The price point for 100 Thieves merchandise compares to many midpriced athleisure brands; shoppers can expect to pay $85 for a hoodie. Other gamers are spending much more on their looks. “The professional players have probably spent $500 to $1,000 on what they’re wearing,” Mr. Haag said. “They’ve got Gucci and Balenciaga. It’s absolutely ridiculous.”
And, he said, “as soon as the players started elevating their wardrobe, that’s when all the fans started doing it too.”
Since its founding in 2017, 100 Thieves has attracted high-profile investors like Drake and Scooter Braun. The last time the company held a merch “drop,” Mr. Haag said, the online storefront sold out in “about 18 minutes.”
Merchandise from 100 Thieves includes T-shirts, jerseys and sweats.CreditRozette Rago for The New York Times
The line has boosted Mr. Haag’s celebrity status in the gaming world, despite his retirement from competition. That’s partly because video game culture is more visible than ever; the streaming app Twitch’s audience has come to rival that of the largest cable news networks, with hundreds of thousands of concurrent viewers. And the gamers in those broadcasts want to look good.
At the same time, athletic brands are striving to make themselves relevant to young people through celebrity partnerships and brand collaborations. Cue the deals with pro gamers.
Adidas has inked deals with the pro FIFA Online 4 team Lyon EDG and the Portuguese esports organization Grow uP eSports. In February, Nike announced a four-year partnership with the entire Chinese professional League of Legends league, which encompasses 16 teams. John Fryer, the president of sports apparel and graphics for Champion, said the company spent two years researching the market before partnering with Dignitas, an esports team owned by the Philadelphia 76ers, last fall.
Esports organizations have outfitted players with custom jerseys since the early 2000s. But the influx of apparel brands treating those players as they would athletic stars is tied to how lucrative the pro gaming industry has become.
Emmalee Garrido, for example, has played for the all-women team Dignitas Female since 2017. When she started competing in esports tournaments in 2014, she made her own jerseys and ironed her name on the back. But in 2018, she was courted by a sports apparel company and asked how she’d like to be dressed.
“Champion sat me and my team down, and they listened about how long we game for, and what we need fabric-wise,” Ms. Garrido, 28, said. “We’re competing onstage, we have all these lights shining on us, we can get really hot. The jerseys that we have now have airflow, so we’re not sweating as much.”
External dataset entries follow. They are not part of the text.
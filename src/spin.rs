//! Spin lock: non-yielding mutual exclusion with preemption disabled while
//! held (§4.B).

use std::cell::{Cell, RefCell};
use std::sync::atomic::{fence, AtomicBool, AtomicUsize, Ordering};

thread_local! {
    /// Per-KT "in-spin" counter inspected by the preemption signal handler.
    static IN_SPIN: Cell<u32> = Cell::new(0);
    /// Set by the preemption handler when it couldn't safely switch.
    static RF_PENDING: Cell<bool> = Cell::new(false);
    /// What "running the deferred roll-forward" means on this KT; installed
    /// by the processor kernel (§4.I "Preemption").
    static RF_ACTION: RefCell<Option<Box<dyn FnMut()>>> = RefCell::new(None);
    /// Address of the spin lock currently held by this KT, for the
    /// uniprocessor-debug recursive-acquire check.
    static HELD: Cell<usize> = Cell::new(0);
}

/// Install this KT's roll-forward action. Must be called once per
/// processor thread before any spin lock is used on it.
pub fn set_roll_forward_action(action: impl FnMut() + 'static) {
    RF_ACTION.with(|a| *a.borrow_mut() = Some(Box::new(action)));
}

/// Increment the in-spin counter, disabling preemption on this KT.
pub fn disable_preemption() {
    IN_SPIN.with(|c| c.set(c.get() + 1));
}

/// Decrement the in-spin counter; if it reaches zero and a roll-forward is
/// pending, run it now.
pub fn enable_preemption() {
    let should_run = IN_SPIN.with(|c| {
        let v = c.get() - 1;
        c.set(v);
        v == 0 && RF_PENDING.with(Cell::get)
    });
    if should_run {
        RF_PENDING.with(|p| p.set(false));
        RF_ACTION.with(|a| {
            if let Some(action) = a.borrow_mut().as_mut() {
                action();
            }
        });
    }
}

/// Called from the preemption signal handler. If this KT is mid-spin (or a
/// roll-forward is already in progress), defer; otherwise run the action
/// inline.
pub fn request_roll_forward() {
    let in_spin = IN_SPIN.with(Cell::get) > 0;
    if in_spin {
        RF_PENDING.with(|p| p.set(true));
    } else {
        RF_ACTION.with(|a| {
            if let Some(action) = a.borrow_mut().as_mut() {
                action();
            }
        });
    }
}

pub fn in_spin() -> bool {
    IN_SPIN.with(Cell::get) > 0
}

/// Test-and-set spin lock with exponential back-off.
pub struct SpinLock {
    locked: AtomicBool,
    // Used only to identify this lock for the uniprocessor recursive-
    // acquire check; not a real address dependency.
    tag: AtomicUsize,
}

impl SpinLock {
    pub const fn new() -> Self {
        Self {
            locked: AtomicBool::new(false),
            tag: AtomicUsize::new(0),
        }
    }

    fn self_tag(&self) -> usize {
        self as *const Self as usize
    }

    pub fn acquire(&self) -> SpinGuard<'_> {
        disable_preemption();

        if !cfg!(feature = "multiprocessor") && cfg!(debug_assertions) {
            let tag = self.self_tag();
            if HELD.with(Cell::get) == tag {
                panic!("KernelFailure: recursive spin lock acquire on a uniprocessor debug build");
            }
        }

        let mut backoff: u32 = 1;
        while self
            .locked
            .compare_exchange_weak(false, true, Ordering::Acquire, Ordering::Relaxed)
            .is_err()
        {
            for _ in 0..backoff {
                std::hint::spin_loop();
            }
            backoff = (backoff * 2).min(1024);
        }
        if cfg!(feature = "multiprocessor") {
            fence(Ordering::SeqCst);
        }
        HELD.with(|h| h.set(self.self_tag()));

        SpinGuard { lock: self }
    }

    /// Never spins: returns `None` immediately on contention.
    pub fn try_acquire(&self) -> Option<SpinGuard<'_>> {
        disable_preemption();
        if self
            .locked
            .compare_exchange(false, true, Ordering::Acquire, Ordering::Relaxed)
            .is_err()
        {
            enable_preemption();
            return None;
        }
        if cfg!(feature = "multiprocessor") {
            fence(Ordering::SeqCst);
        }
        HELD.with(|h| h.set(self.self_tag()));
        Some(SpinGuard { lock: self })
    }
}

impl Default for SpinLock {
    fn default() -> Self {
        Self::new()
    }
}

pub struct SpinGuard<'a> {
    lock: &'a SpinLock,
}

impl<'a> SpinGuard<'a> {
    /// Erase the borrow so the guard can be moved into a `'static`
    /// [`crate::processor::Deferred`] closure that runs after a
    /// context switch, instead of being dropped before it (§4.I).
    ///
    /// Safety: the caller must keep the lock's owner alive (typically by
    /// co-capturing an `Arc` clone in the same closure) until the returned
    /// guard is dropped.
    pub unsafe fn into_static(self) -> SpinGuard<'static> {
        std::mem::transmute::<SpinGuard<'a>, SpinGuard<'static>>(self)
    }
}

impl Drop for SpinGuard<'_> {
    fn drop(&mut self) {
        if cfg!(feature = "multiprocessor") {
            fence(Ordering::SeqCst);
        }
        HELD.with(|h| h.set(0));
        self.lock.locked.store(false, Ordering::Release);
        enable_preemption();
    }
}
For most of her life, Ms. Garrido, who plays as EMUHLEET, would not have described herself as a particularly fashionable person. But after joining Dignitas, she became enamored with the style of the 76ers point guard and former rookie of the year Ben Simmons. “We follow him on Instagram and always try to wear what he’s wearing,” she said. “And he’s always wearing Champion too!”
The N.B.A.’s style renaissance — think Russell Westbrook’s denim suits, James Harden’s floral prints or P.J. Tucker’s trademark extra pair of shoes — gave many of the insurgent esports generation clear role models. “A lot of the kids who grew up to play competitive video games probably played competitive sports at some point,” said Mr. Haag.
And some are betting that gaming will become just as much of a phenomenon. Collette Gangemi, a former executive at Converse and DC Shoes, now serves as the vice president of consumer products and merchandising for the Overwatch League team New York Excelsior, where she organizes pop-up shops that sell exclusive gear emblazoned with the Excelsior logo. (Like, for instance, this New York Excelsior Starter jacket.) Ms. Gangemi believes that the roots of esports style run a bit deeper, toward another movement orchestrated by young, talented outsiders.
“The best parallel is in late-’90s, mid-2000s skateboarding, where skateboarders started making seven-figure salaries, and started buying into the car culture, the jewelry culture and the apparel culture,” she said. “They created some of the biggest brands in the world.”
Mr. Haag cited Supreme as a company that benefited from the commodification of skate culture: “If you were skating you knew what it was, but if you weren’t a part of it, you wouldn’t understand it.”
“Now,” he said, “it’s doing collaborations with Louis Vuitton.”